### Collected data
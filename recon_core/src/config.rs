//! Reconstruction settings.
//!
//! Every struct is `Default` and `#[serde(default)]`, so a settings file only
//! needs to name the values it changes.

use crate::{
    error::ConfigError,
    types::{SourceId, TargetId},
};
use sensor_models::Uncertainty;
use serde::{Deserialize, Serialize};
use std::{collections::BTreeMap, str::FromStr};

/// ADS-B report content type.
pub const CONTENT_TYPE_ADSB: u32 = 21;
/// System track content type.
pub const CONTENT_TYPE_SYSTEM_TRACK: u32 = 62;

// ---------------------------------------------------------------------------
// Filter selection
// ---------------------------------------------------------------------------

/// Motion model family of the estimator.
#[derive(Clone, Copy, Debug, Default, PartialEq, Eq, Hash, Serialize, Deserialize)]
#[serde(rename_all = "lowercase")]
pub enum FilterKind {
    /// Constant velocity
    Uniform,
    /// Constant acceleration
    Accelerated,
    /// Interacting multiple models over uniform and accelerated
    #[default]
    Imm,
}

impl FilterKind {
    /// Kind used to resample a finished trajectory.
    pub fn resample_kind(self) -> Self {
        match self {
            FilterKind::Imm => FilterKind::Accelerated,
            other => other,
        }
    }
}

impl FromStr for FilterKind {
    type Err = ConfigError;

    fn from_str(s: &str) -> Result<Self, Self::Err> {
        match s.to_ascii_lowercase().as_str() {
            "uniform" => Ok(FilterKind::Uniform),
            "accelerated" => Ok(FilterKind::Accelerated),
            "imm" => Ok(FilterKind::Imm),
            _ => Err(ConfigError::UnknownFilterKind(s.to_string())),
        }
    }
}

/// Reaction to a numerically failing filter step.
#[derive(Clone, Copy, Debug, Default, PartialEq, Eq, Serialize, Deserialize)]
#[serde(rename_all = "snake_case")]
pub enum StepFailStrategy {
    /// Reject the step, keep the last valid state
    #[default]
    ReturnInvalid,
    /// Reinitialize from the measurement and report success
    Reinit,
}

/// Reaction to a numerically bad smoothed state.
#[derive(Clone, Copy, Debug, Default, PartialEq, Eq, Serialize, Deserialize)]
#[serde(rename_all = "snake_case")]
pub enum SmoothFailStrategy {
    /// Mark the sample invalid and carry on
    #[default]
    SetInvalid,
    /// Fail the whole pass
    Stop,
}

/// Blend factor used when interpolating between two filter updates.
#[derive(Clone, Copy, Debug, Default, PartialEq, Eq, Serialize, Deserialize)]
#[serde(rename_all = "snake_case")]
pub enum StateInterpMode {
    /// Proportional to elapsed time
    BlendLinear,
    /// Weighted by predicted position std dev
    BlendStdDev,
    /// Weighted by predicted position variance
    #[default]
    BlendVar,
    /// Plain average
    BlendHalf,
}

// ---------------------------------------------------------------------------
// Estimator settings
// ---------------------------------------------------------------------------

#[derive(Clone, Debug, PartialEq, Serialize, Deserialize)]
#[serde(default)]
pub struct EstimatorSettings {
    /// Process noise variance
    pub q_var: f64,
    /// Variance assumed for unobserved state components at init
    pub r_var_undef: f64,
    /// Default measurement uncertainties
    pub uncert: Uncertainty,
    /// Steps closer than this are skipped (s)
    pub min_dt: f64,
    /// Steps further apart reinitialize the filter (s)
    pub max_dt: f64,
    pub reinit_check_time: bool,
    pub reinit_check_distance: bool,
    /// Jump distance that reinitializes the filter (m)
    pub max_distance_cart: f64,
    pub step_fail_strategy: StepFailStrategy,
    /// Scale applied to the RTS gain
    pub smoothing_scale: f64,
    /// Resampling interval (s)
    pub resample_dt: f64,
    /// Process noise variance used while resampling
    pub resample_q_var: f64,
    pub resample_interp_mode: StateInterpMode,
    /// IMM probability of switching model between two steps
    pub imm_switch_prob: f64,
    pub track_velocities: bool,
    pub track_accelerations: bool,
}

impl Default for EstimatorSettings {
    fn default() -> Self {
        Self {
            q_var: 900.0,
            r_var_undef: 1e6,
            uncert: Uncertainty::default(),
            min_dt: 1e-3,
            max_dt: 11.0,
            reinit_check_time: true,
            reinit_check_distance: false,
            max_distance_cart: 50_000.0,
            step_fail_strategy: StepFailStrategy::default(),
            smoothing_scale: 1.0,
            resample_dt: 2.0,
            resample_q_var: 100.0,
            resample_interp_mode: StateInterpMode::default(),
            imm_switch_prob: 0.05,
            track_velocities: true,
            track_accelerations: true,
        }
    }
}

impl EstimatorSettings {
    pub fn validate(&self) -> Result<(), ConfigError> {
        positive("estimator.q_var", self.q_var)?;
        positive("estimator.r_var_undef", self.r_var_undef)?;
        positive("estimator.min_dt", self.min_dt)?;
        positive("estimator.max_dt", self.max_dt)?;
        positive("estimator.max_distance_cart", self.max_distance_cart)?;
        positive("estimator.smoothing_scale", self.smoothing_scale)?;
        positive("estimator.resample_dt", self.resample_dt)?;
        positive("estimator.resample_q_var", self.resample_q_var)?;
        if !self.uncert.is_valid() {
            return Err(ConfigError::invalid(
                "estimator.uncert",
                "variances must be finite and positive",
            ));
        }
        if self.min_dt >= self.max_dt {
            return Err(ConfigError::invalid(
                "estimator.min_dt",
                format!("must be below max_dt ({})", self.max_dt),
            ));
        }
        if !(0.0..1.0).contains(&self.imm_switch_prob) {
            return Err(ConfigError::invalid(
                "estimator.imm_switch_prob",
                "must lie in [0, 1)",
            ));
        }
        Ok(())
    }
}

// ---------------------------------------------------------------------------
// Measurement resampling
// ---------------------------------------------------------------------------

/// Resampling options for one report content type.
#[derive(Clone, Copy, Debug, PartialEq, Serialize, Deserialize)]
#[serde(default)]
pub struct InterpOptions {
    /// Output interval (s)
    pub sample_dt: f64,
    /// Gaps above this split the sequence (s)
    pub max_dt: f64,
    /// Neighbours closer than this are not interpolated (s)
    pub min_dt: f64,
    /// Process noise variance assigned to synthesized samples
    pub q_var: Option<f64>,
}

impl Default for InterpOptions {
    fn default() -> Self {
        Self {
            sample_dt: 1.0,
            max_dt: 30.0,
            min_dt: 1e-3,
            q_var: None,
        }
    }
}

impl InterpOptions {
    pub fn new(sample_dt: f64, max_dt: f64) -> Self {
        Self {
            sample_dt,
            max_dt,
            ..Self::default()
        }
    }

    pub fn validate(&self) -> Result<(), ConfigError> {
        positive("measurement_resampling.sample_dt", self.sample_dt)?;
        positive("measurement_resampling.max_dt", self.max_dt)?;
        positive("measurement_resampling.min_dt", self.min_dt)?;
        match self.q_var {
            Some(q) => positive("measurement_resampling.q_var", q),
            None => Ok(()),
        }
    }
}

// ---------------------------------------------------------------------------
// Debug selectors
// ---------------------------------------------------------------------------

#[derive(Clone, Debug, Default, PartialEq, Serialize, Deserialize)]
#[serde(default)]
pub struct DebugSettings {
    pub enabled: bool,
    /// Targets that get an annotation sink
    pub targets: Vec<TargetId>,
    /// Source records of selected targets logged when stepped
    pub source_ids: Vec<SourceId>,
    /// Steps of selected targets inside this window are logged
    pub time_window: Option<(f64, f64)>,
}

impl DebugSettings {
    pub fn debug_target(&self, id: TargetId) -> bool {
        self.enabled && self.targets.contains(&id)
    }

    /// Whether a step on this measurement of a selected target is logged:
    /// its record is selected or it lies inside the time window.
    pub fn debug_measurement(
        &self,
        target_selected: bool,
        source: Option<SourceId>,
        t: f64,
    ) -> bool {
        if !target_selected {
            return false;
        }
        let by_source = source.map_or(false, |id| self.source_ids.contains(&id));
        let by_time = self
            .time_window
            .map_or(false, |(begin, end)| t >= begin && t <= end);
        by_source || by_time
    }
}

// ---------------------------------------------------------------------------
// Calculator settings
// ---------------------------------------------------------------------------

#[derive(Clone, Debug, PartialEq, Serialize, Deserialize)]
#[serde(default)]
pub struct ReferenceCalculatorSettings {
    pub filter_kind: FilterKind,
    pub estimator: EstimatorSettings,
    /// Run the backward RTS pass
    pub smooth_rts: bool,
    /// Resample the final trajectory at `estimator.resample_dt`
    pub resample_result: bool,
    /// Per content type measurement resampling
    pub measurement_resampling: BTreeMap<u32, InterpOptions>,
    /// Fan targets out on the rayon pool
    pub multithreading: bool,
    /// Slices past this index are not processed
    pub max_slice_index: Option<usize>,
    /// Restrict input to `compat_content_types`
    pub compat_mode: bool,
    pub compat_content_types: Vec<u32>,
    pub debug: DebugSettings,
}

impl Default for ReferenceCalculatorSettings {
    fn default() -> Self {
        Self {
            filter_kind: FilterKind::default(),
            estimator: EstimatorSettings::default(),
            smooth_rts: true,
            resample_result: false,
            measurement_resampling: BTreeMap::new(),
            multithreading: true,
            max_slice_index: None,
            compat_mode: false,
            compat_content_types: vec![CONTENT_TYPE_ADSB, CONTENT_TYPE_SYSTEM_TRACK],
            debug: DebugSettings::default(),
        }
    }
}

impl ReferenceCalculatorSettings {
    pub fn validate(&self) -> Result<(), ConfigError> {
        self.estimator.validate()?;
        for opts in self.measurement_resampling.values() {
            opts.validate()?;
        }
        if let Some((begin, end)) = self.debug.time_window {
            if begin.is_nan() || end.is_nan() || begin > end {
                return Err(ConfigError::invalid(
                    "debug.time_window",
                    "begin must not exceed end",
                ));
            }
        }
        Ok(())
    }

    /// True if streams of this content type are used.
    pub fn uses_content_type(&self, content_id: u32) -> bool {
        !self.compat_mode || self.compat_content_types.contains(&content_id)
    }
}

fn positive(name: &'static str, value: f64) -> Result<(), ConfigError> {
    if value.is_finite() && value > 0.0 {
        Ok(())
    } else {
        Err(ConfigError::invalid(
            name,
            format!("{value} is not a finite positive value"),
        ))
    }
}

### What the exercise asks
Every line that contains the string "closer" should be returned from the data.

### Written answer
    /// Steps closer than this are skipped (s)
    /// Neighbours closer than this are not interpolated (s)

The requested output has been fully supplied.